• Task prompt:
For the entries below, count the lines containing "async" and give only that number.

• Items listed in a dataset:

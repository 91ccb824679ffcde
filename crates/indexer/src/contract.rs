//! Read-only `eth_call` access to the rent and machine-info contracts.
//!
//! Calls are encoded by hand from fixed function signatures: each takes one
//! `string` argument and returns either a single static word, a single
//! dynamic string, or the eight static words of `getMachineInfo`.

use std::time::Duration;

use alloy_primitives::{hex, keccak256};
use machine_monitor_types::{Address, FetchError, MachineInfo, RentStatus, ValidationError};
use serde_json::{Value, json};

use crate::read_json_body_with_limit;

pub const DEFAULT_CHAIN_RPC_URL: &str = "https://rpc.dbcwallet.io";
pub const DEFAULT_RENT_CONTRACT: &str = "0xDA9EfdfF9CA7B7065b7706406a1a79C0e483815A";
pub const MAX_RPC_RESPONSE_BYTES: usize = 256 * 1024;

pub const CAN_RENT: &str = "canRent(string)";
pub const CAN_NOT_RENT_REASON: &str = "resonFoCanNotRent(string)";
pub const IN_RENT_WHITELIST: &str = "inRentWhiteList(string)";
pub const GET_MACHINE_INFO: &str = "getMachineInfo(string)";

const WORD: usize = 32;
const MACHINE_INFO_WORDS: usize = 8;

type Word = [u8; WORD];

#[derive(Clone)]
pub struct ContractReader {
    http: reqwest::Client,
    rpc_url: String,
    rent_contract: Address,
    machine_info_contract: Option<Address>,
}

impl ContractReader {
    pub fn new(
        rpc_url: impl Into<String>,
        timeout: Duration,
        rent_contract: Address,
        machine_info_contract: Option<Address>,
    ) -> Result<Self, FetchError> {
        let http = reqwest::Client::builder()
            .timeout(timeout)
            .build()
            .map_err(|error| FetchError::Transport(format!("failed to build HTTP client: {error}")))?;
        Ok(Self {
            http,
            rpc_url: rpc_url.into(),
            rent_contract,
            machine_info_contract,
        })
    }

    pub fn rpc_url(&self) -> &str {
        &self.rpc_url
    }

    pub fn machine_info_enabled(&self) -> bool {
        self.machine_info_contract.is_some()
    }

    /// Rentability flags, read with three concurrent calls.
    pub async fn rent_status(&self, machine_id: &str) -> Result<RentStatus, FetchError> {
        let machine_id = non_blank_machine_id(machine_id)?;
        let (can_rent, reason, in_rent_whitelist) = tokio::try_join!(
            self.call_with_machine_id(&self.rent_contract, CAN_RENT, machine_id),
            self.call_with_machine_id(&self.rent_contract, CAN_NOT_RENT_REASON, machine_id),
            self.call_with_machine_id(&self.rent_contract, IN_RENT_WHITELIST, machine_id),
        )?;
        Ok(RentStatus {
            can_rent: decode_bool("canRent", &can_rent)?,
            reason: decode_string("resonFoCanNotRent", &reason)?,
            in_rent_whitelist: decode_bool("inRentWhiteList", &in_rent_whitelist)?,
        })
    }

    /// `None` when no machine-info contract is configured.
    pub async fn machine_info(&self, machine_id: &str) -> Result<Option<MachineInfo>, FetchError> {
        let Some(contract) = &self.machine_info_contract else {
            return Ok(None);
        };
        let machine_id = non_blank_machine_id(machine_id)?;
        let output = self
            .call_with_machine_id(contract, GET_MACHINE_INFO, machine_id)
            .await?;
        decode_machine_info(&output).map(Some).map_err(FetchError::from)
    }

    async fn call_with_machine_id(
        &self,
        contract: &Address,
        signature: &'static str,
        machine_id: &str,
    ) -> Result<Vec<u8>, FetchError> {
        self.eth_call(contract, signature, &encode_string_call(signature, machine_id))
            .await
    }

    /// Runs `eth_call` against the latest block and returns the raw output.
    pub async fn eth_call(
        &self,
        to: &Address,
        signature: &'static str,
        calldata: &[u8],
    ) -> Result<Vec<u8>, FetchError> {
        tracing::debug!(%to, signature, "eth_call");
        let request = json!({
            "jsonrpc": "2.0",
            "id": 1,
            "method": "eth_call",
            "params": [
                {"to": to.as_ref(), "data": format!("0x{}", hex::encode(calldata))},
                "latest",
            ],
        });

        let mut response = self
            .http
            .post(&self.rpc_url)
            .json(&request)
            .send()
            .await
            .map_err(|error| {
                FetchError::Transport(format!("eth_call {signature} request failed: {error}"))
            })?;
        let http_status = response.status();
        if !http_status.is_success() {
            return Err(FetchError::Protocol(format!(
                "eth_call {signature} returned HTTP {http_status}"
            )));
        }
        let content_length = response.content_length();
        let body = read_json_body_with_limit(
            &mut response,
            content_length,
            MAX_RPC_RESPONSE_BYTES,
            signature,
        )
        .await?;
        extract_call_output(signature, body)
    }
}

fn non_blank_machine_id(machine_id: &str) -> Result<&str, FetchError> {
    let machine_id = machine_id.trim();
    if machine_id.is_empty() {
        return Err(ValidationError::Blank {
            field: "machine_id",
        }
        .into());
    }
    Ok(machine_id)
}

pub fn extract_call_output(signature: &'static str, body: Value) -> Result<Vec<u8>, FetchError> {
    if let Some(error) = body.get("error")
        && !error.is_null()
    {
        let message = error
            .get("message")
            .and_then(Value::as_str)
            .map(str::to_string)
            .unwrap_or_else(|| error.to_string());
        return Err(FetchError::Protocol(format!(
            "eth_call {signature} error: {message}"
        )));
    }
    let Some(result) = body.get("result").and_then(Value::as_str) else {
        return Err(ValidationError::MissingData { entity: signature }.into());
    };
    let digits = result.strip_prefix("0x").unwrap_or(result);
    hex::decode(digits).map_err(|error| {
        ValidationError::Shape {
            entity: signature,
            error: format!("result is not hex: {error}"),
        }
        .into()
    })
}

pub fn function_selector(signature: &str) -> [u8; 4] {
    let hash = keccak256(signature.as_bytes());
    let mut selector = [0u8; 4];
    selector.copy_from_slice(&hash.0[..4]);
    selector
}

/// Selector followed by the head offset, length and right-padded bytes of a
/// single `string` argument.
pub fn encode_string_call(signature: &str, argument: &str) -> Vec<u8> {
    let bytes = argument.as_bytes();
    let padded = bytes.len().div_ceil(WORD) * WORD;
    let mut calldata = Vec::with_capacity(4 + 2 * WORD + padded);
    calldata.extend_from_slice(&function_selector(signature));
    calldata.extend_from_slice(&usize_word(WORD));
    calldata.extend_from_slice(&usize_word(bytes.len()));
    calldata.extend_from_slice(bytes);
    calldata.resize(4 + 2 * WORD + padded, 0);
    calldata
}

fn usize_word(value: usize) -> Word {
    let mut word = [0u8; WORD];
    word[WORD - 8..].copy_from_slice(&(value as u64).to_be_bytes());
    word
}

fn split_words(entity: &'static str, output: &[u8]) -> Result<Vec<Word>, ValidationError> {
    if output.len() % WORD != 0 {
        return Err(ValidationError::Shape {
            entity,
            error: format!("output length {} is not a multiple of {WORD}", output.len()),
        });
    }
    Ok(output
        .chunks_exact(WORD)
        .map(|chunk| {
            let mut word = [0u8; WORD];
            word.copy_from_slice(chunk);
            word
        })
        .collect())
}

fn word_to_u128(field: &'static str, word: &Word) -> Result<u128, ValidationError> {
    if word[..16].iter().any(|byte| *byte != 0) {
        return Err(ValidationError::InvalidInteger {
            field,
            value: format!("0x{}", hex::encode(word)),
            error: "exceeds 128 bits".to_string(),
        });
    }
    let mut low = [0u8; 16];
    low.copy_from_slice(&word[16..]);
    Ok(u128::from_be_bytes(low))
}

fn word_to_u64(field: &'static str, word: &Word) -> Result<u64, ValidationError> {
    let value = word_to_u128(field, word)?;
    u64::try_from(value).map_err(|error| ValidationError::InvalidInteger {
        field,
        value: value.to_string(),
        error: error.to_string(),
    })
}

fn word_to_usize(field: &'static str, word: &Word) -> Result<usize, ValidationError> {
    let value = word_to_u64(field, word)?;
    usize::try_from(value).map_err(|error| ValidationError::InvalidInteger {
        field,
        value: value.to_string(),
        error: error.to_string(),
    })
}

fn word_to_bool(field: &'static str, word: &Word) -> Result<bool, ValidationError> {
    match word_to_u128(field, word)? {
        0 => Ok(false),
        1 => Ok(true),
        other => Err(ValidationError::InvalidInteger {
            field,
            value: other.to_string(),
            error: "not a boolean".to_string(),
        }),
    }
}

fn word_to_address(field: &'static str, word: &Word) -> Result<Address, ValidationError> {
    if word[..12].iter().any(|byte| *byte != 0) {
        return Err(ValidationError::InvalidHex {
            field,
            value: format!("0x{}", hex::encode(word)),
            reason: "address word has non-zero padding",
        });
    }
    Address::parse(field, format!("0x{}", hex::encode(&word[12..])))
}

pub fn decode_bool(entity: &'static str, output: &[u8]) -> Result<bool, ValidationError> {
    let words = split_words(entity, output)?;
    match words.as_slice() {
        [word] => word_to_bool(entity, word),
        _ => Err(ValidationError::Arity {
            entity,
            expected: 1,
            actual: words.len(),
        }),
    }
}

pub fn decode_string(entity: &'static str, output: &[u8]) -> Result<String, ValidationError> {
    let words = split_words(entity, output)?;
    let Some(head) = words.first() else {
        return Err(ValidationError::Arity {
            entity,
            expected: 1,
            actual: 0,
        });
    };
    let out_of_bounds = || ValidationError::Shape {
        entity,
        error: "string offset or length out of bounds".to_string(),
    };
    let offset = word_to_usize(entity, head)?;
    if offset % WORD != 0 {
        return Err(out_of_bounds());
    }
    let length_word = words.get(offset / WORD).ok_or_else(out_of_bounds)?;
    let length = word_to_usize(entity, length_word)?;
    let start = offset.checked_add(WORD).ok_or_else(out_of_bounds)?;
    let end = start.checked_add(length).ok_or_else(out_of_bounds)?;
    let bytes = output.get(start..end).ok_or_else(out_of_bounds)?;
    String::from_utf8(bytes.to_vec()).map_err(|error| ValidationError::Shape {
        entity,
        error: error.to_string(),
    })
}

/// Decodes `(address, uint256, uint256, uint256, uint256, uint256, bool, bool)`.
pub fn decode_machine_info(output: &[u8]) -> Result<MachineInfo, ValidationError> {
    const ENTITY: &str = "getMachineInfo";
    let words = split_words(ENTITY, output)?;
    let [
        holder,
        calc_point,
        start_at,
        end_at,
        next_renter_can_rent_at,
        reserved_amount,
        is_online,
        is_registered,
    ] = words.as_slice()
    else {
        return Err(ValidationError::Arity {
            entity: ENTITY,
            expected: MACHINE_INFO_WORDS,
            actual: words.len(),
        });
    };
    Ok(MachineInfo {
        holder: word_to_address("holder", holder)?,
        calc_point: word_to_u128("calcPoint", calc_point)?,
        start_at: word_to_u64("startAtTimestamp", start_at)?,
        end_at: word_to_u64("endAtTimestamp", end_at)?,
        next_renter_can_rent_at: word_to_u64("nextRenterCanRentAt", next_renter_can_rent_at)?,
        reserved_amount: word_to_u128("reservedAmount", reserved_amount)?,
        is_online: word_to_bool("isOnline", is_online)?,
        is_registered: word_to_bool("isRegistered", is_registered)?,
    })
}

#[cfg(test)]
pub(crate) mod test_support {
    use super::*;

    pub(crate) fn uint_word(value: u128) -> Vec<u8> {
        let mut word = vec![0u8; WORD];
        word[16..].copy_from_slice(&value.to_be_bytes());
        word
    }

    pub(crate) fn string_output(value: &str) -> Vec<u8> {
        let mut output = uint_word(WORD as u128);
        output.extend(uint_word(value.len() as u128));
        output.extend_from_slice(value.as_bytes());
        output.resize(2 * WORD + value.len().div_ceil(WORD) * WORD, 0);
        output
    }

    pub(crate) fn machine_info_output(holder_low_byte: u8) -> Vec<u8> {
        let mut holder = vec![0u8; WORD];
        holder[WORD - 1] = holder_low_byte;
        let mut output = holder;
        for value in [1_500, 1_700_000_000, 1_800_000_000, 1_700_003_600] {
            output.extend(uint_word(value));
        }
        output.extend(uint_word(100_000 * machine_monitor_types::BASE_UNITS_PER_TOKEN));
        output.extend(uint_word(1));
        output.extend(uint_word(0));
        output
    }
}
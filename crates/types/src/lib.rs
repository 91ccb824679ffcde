#![forbid(unsafe_code)]

use std::collections::BTreeMap;
use std::fmt;
use std::ops::Deref;

use serde::{Deserialize, Serialize};

pub type SubjectId = String;
pub type UnixSeconds = u64;
pub type BlockNumber = u64;
pub type Filters = BTreeMap<String, FilterValue>;

pub const BASE_UNITS_PER_TOKEN: u128 = 1_000_000_000_000_000_000;
pub const MAX_REASONABLE_TIMESTAMP: u64 = 4_000_000_000;
const ADDRESS_HEX_LEN: usize = 40;

macro_rules! hex_identifier {
    ($name:ident, $hex_len:expr) => {
        #[derive(Debug, Clone, PartialEq, Eq, PartialOrd, Ord, Hash, Serialize, Deserialize)]
        #[serde(try_from = "String", into = "String")]
        pub struct $name(String);

        impl $name {
            pub fn parse(
                field: &'static str,
                raw: impl AsRef<str>,
            ) -> Result<Self, ValidationError> {
                let canonical = canonicalize_hex(field, raw.as_ref(), $hex_len)?;
                Ok(Self(canonical))
            }

            pub fn into_inner(self) -> String {
                self.0
            }
        }

        impl AsRef<str> for $name {
            fn as_ref(&self) -> &str {
                &self.0
            }
        }

        impl Deref for $name {
            type Target = str;

            fn deref(&self) -> &Self::Target {
                &self.0
            }
        }

        impl fmt::Display for $name {
            fn fmt(&self, f: &mut fmt::Formatter<'_>) -> fmt::Result {
                self.0.fmt(f)
            }
        }

        impl TryFrom<String> for $name {
            type Error = ValidationError;

            fn try_from(value: String) -> Result<Self, Self::Error> {
                Self::parse(stringify!($name), value)
            }
        }

        impl From<$name> for String {
            fn from(value: $name) -> Self {
                value.0
            }
        }
    };
}

hex_identifier!(Address, ADDRESS_HEX_LEN);

/// Malformed data crossing the decoding boundary between the indexer's wire
/// shapes and the domain records.
#[derive(Debug, Clone, thiserror::Error, PartialEq, Eq)]
pub enum ValidationError {
    #[error("{field} must not be blank")]
    Blank { field: &'static str },
    #[error("response is missing `{entity}` data")]
    MissingData { entity: &'static str },
    #[error("invalid {field} '{value}': {reason}")]
    InvalidHex {
        field: &'static str,
        value: String,
        reason: &'static str,
    },
    #[error("invalid {field} '{value}': {error}")]
    InvalidInteger {
        field: &'static str,
        value: String,
        error: String,
    },
    #[error("invalid {field} timestamp {value}: {reason}")]
    InvalidTimestamp {
        field: &'static str,
        value: u64,
        reason: &'static str,
    },
    #[error("inconsistent {record} record '{id}': {reason}")]
    InconsistentRecord {
        record: &'static str,
        id: String,
        reason: &'static str,
    },
    #[error("malformed {entity} payload: {error}")]
    Shape { entity: &'static str, error: String },
    #[error("{entity} returned {actual} values, expected {expected}")]
    Arity {
        entity: &'static str,
        expected: usize,
        actual: usize,
    },
}

/// Failure of a Fetcher or Event Source call. Never fatal: coordinators store
/// its description and keep the previously loaded data.
#[derive(Debug, Clone, thiserror::Error, PartialEq, Eq)]
pub enum FetchError {
    #[error("transport error: {0}")]
    Transport(String),
    #[error("protocol error: {0}")]
    Protocol(String),
    #[error(transparent)]
    Validation(#[from] ValidationError),
}
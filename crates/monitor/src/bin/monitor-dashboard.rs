use std::future::IntoFuture;
use std::sync::Arc;

use machine_monitor::{Dashboard, MonitorConfig, redact_url, router};
use tokio::net::TcpListener;
use tracing_subscriber::EnvFilter;
use tracing_subscriber::layer::SubscriberExt;
use tracing_subscriber::util::SubscriberInitExt;

#[tokio::main]
async fn main() -> Result<(), String> {
    let config = MonitorConfig::from_args(std::env::args().skip(1), |name| {
        std::env::var(name).ok()
    })?;
    init_tracing()?;

    let dashboard = Arc::new(Dashboard::from_config(&config).map_err(|error| error.to_string())?);

    // Prime both lists so the first page is ready before a client asks.
    let primer = Arc::clone(&dashboard);
    tokio::spawn(async move {
        let (staking, offline) = tokio::join!(primer.staking().fetch(), primer.offline().fetch());
        for (resource, result) in [("staking", staking), ("offline", offline)] {
            if let Err(error) = result {
                tracing::error!(resource, %error, "initial fetch failed");
            }
        }
    });

    let app = router(Arc::clone(&dashboard));
    let listener = TcpListener::bind(&config.bind)
        .await
        .map_err(|error| format!("failed to bind dashboard endpoint {}: {error}", config.bind))?;

    tracing::info!(
        bind = %config.bind,
        indexer_url = %redact_url(&config.indexer_url),
        node_api_url = %redact_url(&config.node_api_url),
        chain_rpc_url = %redact_url(&config.chain_rpc_url),
        machine_info = config.machine_info_contract.is_some(),
        report_source = %config.report_source_mode,
        timeout_secs = config.request_timeout.as_secs(),
        "monitor-dashboard starting"
    );

    let server = axum::serve(listener, app).into_future();
    tokio::select! {
        result = server => {
            result.map_err(|error| format!("dashboard server failed: {error}"))?;
        }
        signal = tokio::signal::ctrl_c() => {
            signal.map_err(|error| format!("failed to listen for ctrl-c: {error}"))?;
            tracing::info!("shutdown signal received");
        }
    }

    if let Ok(metrics) = dashboard.metrics() {
        tracing::info!(
            fetch_failures = metrics.fetch_failures_total,
            orphan_events = metrics.orphan_events_total,
            stale_responses = metrics.stale_responses_total,
            "monitor-dashboard stopped"
        );
    }
    Ok(())
}

fn init_tracing() -> Result<(), String> {
    let filter = EnvFilter::try_from_default_env().unwrap_or_else(|_| EnvFilter::new("info"));
    tracing_subscriber::registry()
        .with(filter)
        .with(tracing_subscriber::fmt::layer().with_target(false))
        .try_init()
        .map_err(|error| format!("failed to install tracing subscriber: {error}"))
}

• Reply to the task:
6